Toxin-antitoxin (TA) systems, which consist of an intracellular toxin and its antidote (antitoxin), are encoded by ubiquitous genetic modules in prokaryotes. Commonly, the activity of a toxin is inhibited by its antitoxin under normal growth conditions. However, antitoxins are degraded in response to environmental stress, and toxins liberated from antitoxins consequently induce cell death or growth arrest. In free-living prokaryotes, TA systems are often present in large numbers and are considered to be associated with the adaptation of pathogenic bacteria or extremophiles to various unfavorable environments by shifting cells to a slow growth rate. Genomic analysis of the human pathogen Mycobacterium tuberculosis H37Rv (Mtb) revealed the presence of a large number of TA systems.
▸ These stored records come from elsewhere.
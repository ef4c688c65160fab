use std::sync::Arc;

use serde_json::Value;

use super::common::*;
use crate::i18n::Locale;
use crate::workflows::assessment::dispatch::{DeliveryStatus, SubmissionPayload};
use crate::workflows::assessment::domain::{AssessmentError, IntakeStage};
use crate::workflows::assessment::scoring::{RiskTier, ScoringConfig};
use crate::workflows::assessment::service::AssessmentService;

#[test]
fn payload_serializes_with_the_exact_wire_keys() {
    let session = confirmed_session(Locale::Zh);
    let assessment = session
        .finalize(&ScoringConfig::default())
        .expect("finalizes");
    let payload = SubmissionPayload::build(&assessment, "2026-08-07 10:00:00".to_string());

    let value = serde_json::to_value(&payload).expect("serializes");
    let object = value.as_object().expect("flat object");

    let expected = [
        "timestamp",
        "address",
        "floor",
        "buildingType",
        "windowCount",
        "doorCount",
        "heaviestCatWeight",
        "q3Score",
        "q5Score",
        "q6Score",
        "q7Score",
        "q8Score",
        "q9Score",
        "totalScore",
        "riskLevel",
    ];
    assert_eq!(object.len(), expected.len());
    for key in expected {
        assert!(object.contains_key(key), "payload missing key {key}");
    }

    assert_eq!(object["buildingType"], Value::from("Apartment"));
    assert_eq!(object["totalScore"], Value::from(6));
    assert_eq!(object["riskLevel"], Value::from("Stable Protection"));
}

#[tokio::test]
async fn submit_records_the_payload_and_marks_the_session() {
    let sink = Arc::new(RecordingSink::default());
    let service = AssessmentService::new(sink.clone());
    let mut session = confirmed_session(Locale::Zh);

    let receipt = service.submit(&mut session).await.expect("submit succeeds");

    assert_eq!(session.stage(), IntakeStage::Submitted);
    assert_eq!(receipt.total_score, 6);
    assert_eq!(receipt.tier, RiskTier::Low);
    assert!(receipt.delivery.is_delivered());

    let deliveries = sink.deliveries();
    assert_eq!(deliveries.len(), 1);
    assert_eq!(deliveries[0].q3_score, 2);
    assert_eq!(deliveries[0].door_count, "2");
    assert_eq!(deliveries[0].risk_level, "Stable Protection");
}

#[tokio::test]
async fn transport_failure_does_not_block_the_submitted_transition() {
    let service = AssessmentService::new(Arc::new(FailingSink));
    let mut session = confirmed_session(Locale::Zh);

    let receipt = service.submit(&mut session).await.expect("submit succeeds");

    assert_eq!(session.stage(), IntakeStage::Submitted);
    assert_eq!(receipt.total_score, 6);
    assert_eq!(receipt.tier, RiskTier::Low);
    match receipt.delivery {
        DeliveryStatus::Failed { reason } => {
            assert!(reason.contains("connection refused"));
        }
        other => panic!("expected failed delivery, got {other:?}"),
    }
}

#[tokio::test]
async fn a_session_cannot_be_submitted_twice() {
    let sink = Arc::new(RecordingSink::default());
    let service = AssessmentService::new(sink.clone());
    let mut session = confirmed_session(Locale::Zh);

    service.submit(&mut session).await.expect("first submit");
    match service.submit(&mut session).await {
        Err(AssessmentError::AlreadySubmitted) => {}
        other => panic!("expected already-submitted error, got {other:?}"),
    }
    assert_eq!(sink.deliveries().len(), 1);
}

#[tokio::test]
async fn submit_requires_the_confirmation_stage() {
    let service = AssessmentService::new(Arc::new(RecordingSink::default()));
    let mut session = session_at_questions(Locale::Zh);

    match service.submit(&mut session).await {
        Err(AssessmentError::StageMismatch { .. }) => {}
        other => panic!("expected stage mismatch, got {other:?}"),
    }
    assert_eq!(session.stage(), IntakeStage::ScoredQuestions);
}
Accordingly, we investigated five uncharacterized TA systems (Rv2019-Rv2018, Rv3697c-Rv3697A, Rv3180c-Rv3181c, Rv0299-Rv0298, and Rv3749c-Rv3750c) of Mtb. Among these, the expression of the Rv2019 toxin inhibited the growth of Escherichia coli, and M. smegmatis and this growth defect was recovered by the expression of the Rv2018 antitoxin. Interestingly, Rv3180c was toxic only in M. smegmatis, whose toxicity was neutralized by Rv3181c antitoxin. In vivo and in vitro assays revealed the ribosomal RNA (rRNA) cleavage activity of the Rv2019 toxin. Moreover, mRNAs appeared to be substrates of Rv2019. Therefore, we concluded that the ribonuclease activity of the Rv2019 toxin triggers the growth defect in E. coli and that the Rv2018 antitoxin inhibits the ribonuclease activity of the Rv2019 toxin.

Keywords: MazEF; Mycobacterium tuberculosis; VapBC; antitoxin; toxin.